In September 2015 young earth creationist Dr Nathaniel Jeanson published a study attempting to show that molecular clocks and the mutation rate support the young earth creation narrative. This was followed up by another study in April 2016.
The molecular clock uses the mutation rate of DNA to deduce the time that has passed since different life forms diverged. It operates under the assumption that mutations to some parts of the genome happen like clockwork. This presents a particular problem for young earth creationists because there is a lot of genetic diversity present within modern species. This diversity, in the absence of hyper-mutation, must have taken hundreds of thousands of years to evolve.
The molecular clock works by counting up the number differences between two individuals. If we know the rate of change it becomes possible to work out how many generations it took for these differences to accumulate. Then we can also infer how long since these two lineages stemmed from a common origin. This has been used to investigate a number of important issues such as the date of divergence between modern humans and Neanderthals.
To give an illustration of how this works, let’s say you were to meet a stranger and compare your Y-Chromosomes. You find that there are 12 differences that separate you. This would imply that on average each of your patrilineal lineages have undergone 6 changes since the time that you last shared a common patrilineal ancestor. You could now look up the mutation rate for the human Y-Chromosome (about 1.8 new mutations each generation) and you would find that you are probably second cousins. You share a common patrilineal ancestor going back 3 generations.
This technique can also be done using female ancestors and mitochondrial DNA. The mutation rate will be different but the principal is the same. If we were to find the two most different humans alive today and count up the differences in mitochondrial DNA between them, we should be able to calculate the amount of time that has passed since they last shared a common matrilineal ancestor – commonly called mitochondrial eve.
The creationist mutation rate
This is what Jeanson attempted to do in his most recent study.

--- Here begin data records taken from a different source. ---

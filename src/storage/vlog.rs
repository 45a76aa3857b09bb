//! Append-only value log for records that exceed the inline threshold.
//!
//! Each segment is a sequence of `{u32 length, u32 crc32(payload), payload}`
//! records; a [`SegmentPointer`] addresses the length field.

use std::fs::OpenOptions;
use std::io::{Read, Seek, SeekFrom, Write};
use std::path::{Path, PathBuf};

use crate::error::{Result, StrandError};
use crate::storage::checksum;
use crate::storage::{SegmentId, SegmentPointer};

/// Per-record header: length then payload CRC, both little-endian u32.
const RECORD_HEADER_SIZE: u64 = 8;

pub struct ValueLog {
    base_dir: PathBuf,
    next_pointer: SegmentPointer,
}

impl ValueLog {
    /// Open the value log directory, resuming the append offset of the
    /// active segment if it already exists.
    pub fn open(base_dir: &Path) -> Result<Self> {
        std::fs::create_dir_all(base_dir)?;

        let mut next_pointer = SegmentPointer::default();
        let segment_path = Self::segment_path_in(base_dir, 0);
        if segment_path.exists() {
            next_pointer.segment_id = 0;
            next_pointer.offset = std::fs::metadata(&segment_path)?.len();
        }

        Ok(Self {
            base_dir: base_dir.to_path_buf(),
            next_pointer,
        })
    }

    /// Append a payload to the active segment and return its pointer.
    pub fn append(&mut self, data: &[u8]) -> Result<SegmentPointer> {
        let segment_path = self.segment_path(self.next_pointer.segment_id);
        let mut file = OpenOptions::new()
            .create(true)
            .append(true)
            .open(&segment_path)
            .map_err(|e| StrandError::Storage(format!("value log segment open: {}", e)))?;

        let length = data.len() as u32;
        let crc = checksum::crc32(data);

        file.write_all(&length.to_le_bytes())?;
        file.write_all(&crc.to_le_bytes())?;
        file.write_all(data)?;
        file.flush()?;

        let pointer = SegmentPointer {
            segment_id: self.next_pointer.segment_id,
            offset: self.next_pointer.offset,
            length: data.len() as u64,
        };
        self.next_pointer.offset += RECORD_HEADER_SIZE + data.len() as u64;
        Ok(pointer)
    }

    /// Read the payload a pointer addresses. Returns `None` on any I/O
    /// failure or CRC mismatch.
    pub fn read(&self, pointer: &SegmentPointer) -> Option<Vec<u8>> {
        let segment_path = self.segment_path(pointer.segment_id);
        let mut file = std::fs::File::open(segment_path).ok()?;
        file.seek(SeekFrom::Start(pointer.offset)).ok()?;

        let mut header = [0u8; RECORD_HEADER_SIZE as usize];
        file.read_exact(&mut header).ok()?;
        let length = u32::from_le_bytes(header[0..4].try_into().unwrap());
        let stored_crc = u32::from_le_bytes(header[4..8].try_into().unwrap());

        let mut data = vec![0u8; length as usize];
        file.read_exact(&mut data).ok()?;

        if checksum::crc32(&data) != stored_crc {
            tracing::warn!(
                segment_id = pointer.segment_id,
                offset = pointer.offset,
                "value log record checksum mismatch"
            );
            return None;
        }
        Some(data)
    }

    /// Reserved hook for segment compaction. No-op until checkpoint-driven
    /// liveness tracking lands.
    pub fn run_gc_cycle(&mut self) {}

    pub fn segment_path(&self, segment_id: SegmentId) -> PathBuf {
        Self::segment_path_in(&self.base_dir, segment_id)
    }

    fn segment_path_in(base_dir: &Path, segment_id: SegmentId) -> PathBuf {
        base_dir.join(format!("segment-{}.vlog", segment_id))
    }
}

He referenced a paper from 2013 which looked at 7098 mitochondrial genomes. The authors of this paper found that the two most different people in their dataset – who were both of African descent – had 123 differences between them. The next closest pair consisted of an African and a European individual who had 122 differences between them.
Jeanson then took this maximum genetic distance (123) and a mitochondrial mutation rate which he had manufactured in his previous 2015 study. Based on this he concluded that these individuals could only be separated by a few thousand years at most. A figure conveniently conforming to AIG’s belief that women were created from a rib in 4004 BC.
The problem lay with his mutation rate. It was wrong – horribly wrong.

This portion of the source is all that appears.